START TASK INPUT
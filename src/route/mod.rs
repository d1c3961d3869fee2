mod polyline;

pub use polyline::*;

use crate::shared::{
    geo::{Coordinate, Distance},
    time::Duration,
};

/// One leg of the base route as the mapping provider drove it:
/// origin→pickup or pickup→destination.
///
/// Within a leg the truck is assumed to cover distance at a constant pace,
/// so elapsed driving time maps linearly onto distance and onto the
/// polyline's arc length.
#[derive(Debug, Clone, PartialEq)]
pub struct RouteLeg {
    pub start: Coordinate,
    pub end: Coordinate,
    pub polyline: Polyline,
    pub distance: Distance,
    pub duration: Duration,
}

impl RouteLeg {
    pub fn new(
        start: Coordinate,
        end: Coordinate,
        polyline: Polyline,
        distance: Distance,
        duration: Duration,
    ) -> Self {
        Self {
            start,
            end,
            polyline,
            distance,
            duration,
        }
    }

    /// A leg without provider geometry, drawn as a straight line.
    pub fn straight(start: Coordinate, end: Coordinate, distance: Distance, duration: Duration) -> Self {
        Self::new(start, end, Polyline::new(vec![start, end]), distance, duration)
    }

    pub fn is_empty(&self) -> bool {
        self.duration.is_zero()
    }

    /// Distance covered after driving `elapsed` of this leg.
    pub fn distance_after(&self, elapsed: Duration) -> Distance {
        if self.duration.is_zero() || elapsed >= self.duration {
            return self.distance;
        }
        self.distance * (elapsed.as_seconds() as f64 / self.duration.as_seconds() as f64)
    }

    /// Driving time needed to cover `distance` of this leg, rounded up to
    /// the next second and capped at the leg's duration.
    pub fn time_to_cover(&self, distance: Distance) -> Duration {
        if distance >= self.distance || self.distance <= Distance::ZERO {
            return self.duration;
        }
        if distance <= Distance::ZERO {
            return Duration::ZERO;
        }
        let seconds = (self.duration.as_seconds() as f64 * (distance / self.distance)).ceil();
        Duration::from_seconds_f64(seconds).min(self.duration)
    }

    /// Where the truck is after driving `elapsed` of this leg.
    pub fn position_after(&self, elapsed: Duration) -> Coordinate {
        if elapsed.is_zero() {
            return self.start;
        }
        if elapsed >= self.duration {
            return self.end;
        }
        let fraction = elapsed.as_seconds() as f64 / self.duration.as_seconds() as f64;
        self.polyline
            .point_at_fraction(fraction)
            .unwrap_or_else(|| self.start.lerp(&self.end, fraction))
    }

    /// Checks the numbers a provider handed back before anything is scheduled on them.
    pub fn check(&self) -> Result<(), String> {
        if !self.start.is_valid() || !self.end.is_valid() {
            return Err("leg endpoints are not valid coordinates".into());
        }
        if !self.distance.is_finite() || self.distance < Distance::ZERO {
            return Err(format!("leg distance {} m is not usable", self.distance.as_meters()));
        }
        if self.duration.is_zero() && self.distance > Distance::from_meters(1.0) {
            return Err(format!(
                "leg covers {:.1} mi but takes no time",
                self.distance.as_miles()
            ));
        }
        Ok(())
    }
}

/// The two legs of a trip: current location to pickup, pickup to destination.
#[derive(Debug, Clone, PartialEq)]
pub struct Route {
    pub to_pickup: RouteLeg,
    pub to_destination: RouteLeg,
}

impl Route {
    pub fn new(to_pickup: RouteLeg, to_destination: RouteLeg) -> Self {
        Self {
            to_pickup,
            to_destination,
        }
    }

    pub fn legs(&self) -> [&RouteLeg; 2] {
        [&self.to_pickup, &self.to_destination]
    }

    pub fn distance(&self) -> Distance {
        self.to_pickup.distance + self.to_destination.distance
    }

    pub fn duration(&self) -> Duration {
        self.to_pickup.duration + self.to_destination.duration
    }

    /// Geometry of both legs joined at the pickup, without repeated points.
    pub fn points(&self) -> Vec<Coordinate> {
        let mut points: Vec<_> = self
            .legs()
            .into_iter()
            .flat_map(|leg| leg.polyline.points().iter().copied())
            .collect();
        points.dedup();
        points
    }
}

#[test]
fn distance_after_is_linear() {
    let leg = RouteLeg::straight(
        Coordinate::new(0.0, 0.0),
        Coordinate::new(0.0, 1.0),
        Distance::from_miles(100.0),
        Duration::from_hours(2),
    );
    let half = leg.distance_after(Duration::from_hours(1));
    assert!((half.as_miles() - 50.0).abs() < 1e-9);
    assert_eq!(leg.distance_after(Duration::from_hours(5)), leg.distance);
}

#[test]
fn time_to_cover_rounds_up() {
    let leg = RouteLeg::straight(
        Coordinate::new(0.0, 0.0),
        Coordinate::new(0.0, 1.0),
        Distance::from_meters(3.0),
        Duration::from_seconds(10),
    );
    // 1 m of 3 m is 3.33 s
    assert_eq!(leg.time_to_cover(Distance::from_meters(1.0)).as_seconds(), 4);
    assert_eq!(leg.time_to_cover(Distance::from_meters(30.0)), leg.duration);
    assert_eq!(leg.time_to_cover(Distance::ZERO), Duration::ZERO);
}

#[test]
fn position_follows_polyline() {
    let start = Coordinate::new(0.0, 0.0);
    let end = Coordinate::new(0.0, 2.0);
    let leg = RouteLeg::straight(start, end, Distance::from_miles(138.0), Duration::from_hours(2));
    assert_eq!(leg.position_after(Duration::ZERO), start);
    assert_eq!(leg.position_after(Duration::from_hours(3)), end);
    let mid = leg.position_after(Duration::from_hours(1));
    assert!((mid.longitude - 1.0).abs() < 1e-6);
}

#[test]
fn check_rejects_instant_travel() {
    let leg = RouteLeg::straight(
        Coordinate::new(0.0, 0.0),
        Coordinate::new(0.0, 2.0),
        Distance::from_miles(138.0),
        Duration::ZERO,
    );
    assert!(leg.check().is_err());
}

#[test]
fn route_points_share_the_pickup() {
    let pickup = Coordinate::new(0.0, 1.0);
    let route = Route::new(
        RouteLeg::straight(
            Coordinate::new(0.0, 0.0),
            pickup,
            Distance::from_miles(69.0),
            Duration::from_hours(1),
        ),
        RouteLeg::straight(
            pickup,
            Coordinate::new(0.0, 2.0),
            Distance::from_miles(69.0),
            Duration::from_hours(1),
        ),
    );
    assert_eq!(route.points().len(), 3);
    assert_eq!(route.duration(), Duration::from_hours(2));
}
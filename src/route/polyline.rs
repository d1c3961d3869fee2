use crate::shared::geo::{Coordinate, Distance};

/// Route geometry with its arc length parameterization.
///
/// `cumulative[i]` is the distance along the line from the first point to
/// point `i`, so locating the segment that contains a given distance is a
/// binary search instead of a rescan of the whole line.
#[derive(Debug, Clone, Default, PartialEq)]
pub struct Polyline {
    points: Box<[Coordinate]>,
    cumulative: Box<[Distance]>,
}

impl From<Vec<Coordinate>> for Polyline {
    fn from(value: Vec<Coordinate>) -> Self {
        Self::new(value)
    }
}

impl Polyline {
    pub fn new(points: Vec<Coordinate>) -> Self {
        let mut cumulative = Vec::with_capacity(points.len());
        let mut total = Distance::ZERO;
        for (i, point) in points.iter().enumerate() {
            if i > 0 {
                total += points[i - 1].great_circle_distance(point);
            }
            cumulative.push(total);
        }
        Self {
            points: points.into(),
            cumulative: cumulative.into(),
        }
    }

    pub fn points(&self) -> &[Coordinate] {
        &self.points
    }

    pub fn is_empty(&self) -> bool {
        self.points.is_empty()
    }

    pub fn first(&self) -> Option<Coordinate> {
        self.points.first().copied()
    }

    pub fn last(&self) -> Option<Coordinate> {
        self.points.last().copied()
    }

    /// Length of the line measured point to point.
    pub fn length(&self) -> Distance {
        self.cumulative.last().copied().unwrap_or_default()
    }

    /// The point `distance` along the line, clamped to its ends.
    pub fn point_at_distance(&self, distance: Distance) -> Option<Coordinate> {
        let first = self.first()?;
        if distance <= Distance::ZERO || self.points.len() == 1 {
            return Some(first);
        }
        if distance >= self.length() {
            return self.last();
        }

        // First index whose cumulative distance reaches `distance`, never 0 here
        let end = self.cumulative.partition_point(|d| *d < distance);
        let start = end - 1;
        let segment = self.cumulative[end] - self.cumulative[start];
        if segment <= Distance::ZERO {
            return Some(self.points[end]);
        }
        let fraction = (distance - self.cumulative[start]) / segment;
        Some(self.points[start].lerp(&self.points[end], fraction))
    }

    /// The point at `fraction` (0 to 1) of the line's length.
    pub fn point_at_fraction(&self, fraction: f64) -> Option<Coordinate> {
        let fraction = if fraction.is_finite() {
            fraction.clamp(0.0, 1.0)
        } else {
            0.0
        };
        self.point_at_distance(self.length() * fraction)
    }
}

#[test]
fn empty_polyline() {
    let line = Polyline::new(vec![]);
    assert!(line.is_empty());
    assert_eq!(line.length(), Distance::ZERO);
    assert_eq!(line.point_at_fraction(0.5), None);
}

#[test]
fn single_point_polyline() {
    let point = Coordinate::new(41.0, -87.0);
    let line = Polyline::new(vec![point]);
    assert_eq!(line.point_at_fraction(0.7), Some(point));
}

#[test]
fn cumulative_length_matches_segments() {
    let a = Coordinate::new(0.0, 0.0);
    let b = Coordinate::new(0.0, 1.0);
    let c = Coordinate::new(0.0, 3.0);
    let line = Polyline::new(vec![a, b, c]);
    let expected = a.great_circle_distance(&b) + b.great_circle_distance(&c);
    assert!((line.length().as_meters() - expected.as_meters()).abs() < 1e-6);
}

#[test]
fn interpolates_inside_the_right_segment() {
    // Equator: one degree of longitude per segment, the second twice as long
    let line = Polyline::new(vec![
        Coordinate::new(0.0, 0.0),
        Coordinate::new(0.0, 1.0),
        Coordinate::new(0.0, 3.0),
    ]);
    let halfway = line.point_at_fraction(0.5).unwrap();
    assert!((halfway.longitude - 1.5).abs() < 1e-6);
    let sixth = line.point_at_fraction(1.0 / 6.0).unwrap();
    assert!((sixth.longitude - 0.5).abs() < 1e-6);
}

#[test]
fn clamps_to_the_ends() {
    let a = Coordinate::new(10.0, 10.0);
    let b = Coordinate::new(11.0, 10.0);
    let line = Polyline::new(vec![a, b]);
    assert_eq!(line.point_at_fraction(-1.0), Some(a));
    assert_eq!(line.point_at_fraction(3.0), Some(b));
    assert_eq!(line.point_at_fraction(f64::NAN), Some(a));
}

#[test]
fn duplicate_points_do_not_divide_by_zero() {
    let a = Coordinate::new(10.0, 10.0);
    let b = Coordinate::new(10.5, 10.0);
    let line = Polyline::new(vec![a, a, b, b]);
    let mid = line.point_at_fraction(0.5).unwrap();
    assert!(mid.latitude.is_finite());
    assert!((mid.latitude - 10.25).abs() < 1e-6);
}
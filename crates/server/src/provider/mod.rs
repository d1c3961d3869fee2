//! Mapping providers the planner leans on: a geocoder to turn free text
//! into coordinates (and back), and a router for the base driving route.
//!
//! Everything behind these traits is remote and slow, so callers go
//! through [`CallPolicy`], which bounds every call and retries transient
//! upstream failures once.

mod nominatim;
mod osrm;
mod polyline;
mod straight_line;

pub use nominatim::NominatimGeocoder;
pub use osrm::{OsrmConfig, OsrmRouter};
pub use polyline::decode_polyline;
pub use straight_line::StraightLineRouter;

use async_trait::async_trait;
use haulplan::prelude::*;
use thiserror::Error;
use tracing::warn;

#[derive(Error, Debug, Clone, PartialEq)]
pub enum Error {
    #[error("Could not find a location for \"{0}\"")]
    NotFound(String),
    #[error("{service} request failed: {message}")]
    Upstream {
        service: &'static str,
        message: String,
    },
    #[error("{0} did not answer in time")]
    Timeout(&'static str),
    #[error("{service} sent an unreadable response: {message}")]
    Decode {
        service: &'static str,
        message: String,
    },
}

impl Error {
    pub(crate) fn from_reqwest(service: &'static str, err: reqwest::Error) -> Self {
        if err.is_timeout() {
            Error::Timeout(service)
        } else if err.is_decode() {
            Error::Decode {
                service,
                message: err.to_string(),
            }
        } else {
            Error::Upstream {
                service,
                message: err.to_string(),
            }
        }
    }
}

/// A geocoded place.
#[derive(Debug, Clone, PartialEq)]
pub struct Place {
    pub coordinate: Coordinate,
    /// Display name as the geocoder spells it.
    pub label: String,
}

#[async_trait]
pub trait Geocoder: Send + Sync {
    async fn geocode(&self, query: &str) -> Result<Place, self::Error>;

    /// Best-effort address for a coordinate, `None` when there is nothing nearby.
    async fn reverse(&self, coordinate: Coordinate) -> Result<Option<String>, self::Error>;

    fn name(&self) -> &'static str;
}

#[async_trait]
pub trait RouteProvider: Send + Sync {
    async fn route(&self, from: Coordinate, to: Coordinate) -> Result<RouteLeg, self::Error>;

    fn name(&self) -> &'static str;
}

/// Deadline and retry rules for one outbound call.
#[derive(Debug, Clone, Copy, PartialEq, Eq)]
pub struct CallPolicy {
    pub timeout: std::time::Duration,
    pub backoff: std::time::Duration,
}

impl Default for CallPolicy {
    fn default() -> Self {
        Self {
            timeout: std::time::Duration::from_secs(10),
            backoff: std::time::Duration::from_millis(250),
        }
    }
}

impl CallPolicy {
    /// Runs `call` under the deadline. An upstream failure gets one more
    /// attempt after the backoff, a timeout does not.
    pub async fn run<T, F, Fut>(&self, service: &'static str, mut call: F) -> Result<T, self::Error>
    where
        F: FnMut() -> Fut,
        Fut: Future<Output = Result<T, self::Error>>,
    {
        match self.attempt(service, call()).await {
            Err(err @ Error::Upstream { .. }) => {
                warn!("{err}, retrying in {:?}", self.backoff);
                tokio::time::sleep(self.backoff).await;
                self.attempt(service, call()).await
            }
            result => result,
        }
    }

    async fn attempt<T>(
        &self,
        service: &'static str,
        call: impl Future<Output = Result<T, self::Error>>,
    ) -> Result<T, self::Error> {
        tokio::time::timeout(self.timeout, call)
            .await
            .map_err(|_| Error::Timeout(service))?
    }
}

#[cfg(test)]
mod tests {
    use super::*;
    use std::sync::atomic::{AtomicU32, Ordering};

    fn policy() -> CallPolicy {
        CallPolicy {
            timeout: std::time::Duration::from_millis(50),
            backoff: std::time::Duration::from_millis(1),
        }
    }

    #[tokio::test]
    async fn upstream_failure_is_retried_once() {
        let calls = &AtomicU32::new(0);
        let result = policy()
            .run("test", || async move {
                if calls.fetch_add(1, Ordering::SeqCst) == 0 {
                    Err(Error::Upstream {
                        service: "test",
                        message: "503".into(),
                    })
                } else {
                    Ok(7)
                }
            })
            .await;
        assert_eq!(result, Ok(7));
        assert_eq!(calls.load(Ordering::SeqCst), 2);
    }

    #[tokio::test]
    async fn second_upstream_failure_is_final() {
        let calls = &AtomicU32::new(0);
        let result: Result<(), _> = policy()
            .run("test", || async move {
                calls.fetch_add(1, Ordering::SeqCst);
                Err(Error::Upstream {
                    service: "test",
                    message: "503".into(),
                })
            })
            .await;
        assert!(matches!(result, Err(Error::Upstream { .. })));
        assert_eq!(calls.load(Ordering::SeqCst), 2);
    }

    #[tokio::test]
    async fn timeout_is_not_retried() {
        let calls = &AtomicU32::new(0);
        let result: Result<(), _> = policy()
            .run("slow", || async move {
                calls.fetch_add(1, Ordering::SeqCst);
                tokio::time::sleep(std::time::Duration::from_secs(5)).await;
                Ok(())
            })
            .await;
        assert_eq!(result, Err(Error::Timeout("slow")));
        assert_eq!(calls.load(Ordering::SeqCst), 1);
    }

    #[tokio::test]
    async fn not_found_is_not_retried() {
        let calls = &AtomicU32::new(0);
        let result: Result<(), _> = policy()
            .run("test", || async move {
                calls.fetch_add(1, Ordering::SeqCst);
                Err(Error::NotFound("nowhere".into()))
            })
            .await;
        assert_eq!(result, Err(Error::NotFound("nowhere".into())));
        assert_eq!(calls.load(Ordering::SeqCst), 1);
    }
}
END TASK INPUT
== TASK INSTRUCTIONS ==
Here the job is to transcribe the lines from the first line of the data through the line containing "Within a leg", inclusive, exactly and with nothing else.

== TASK SOLUTION ==
filename src/route/mod.rs
repository d1c3961d3869fee2
mod polyline;

pub use polyline::*;

use crate::shared::{
    geo::{Coordinate, Distance},
    time::Duration,
};

/// One leg of the base route as the mapping provider drove it:
/// origin→pickup or pickup→destination.
///
/// Within a leg the truck is assumed to cover distance at a constant pace,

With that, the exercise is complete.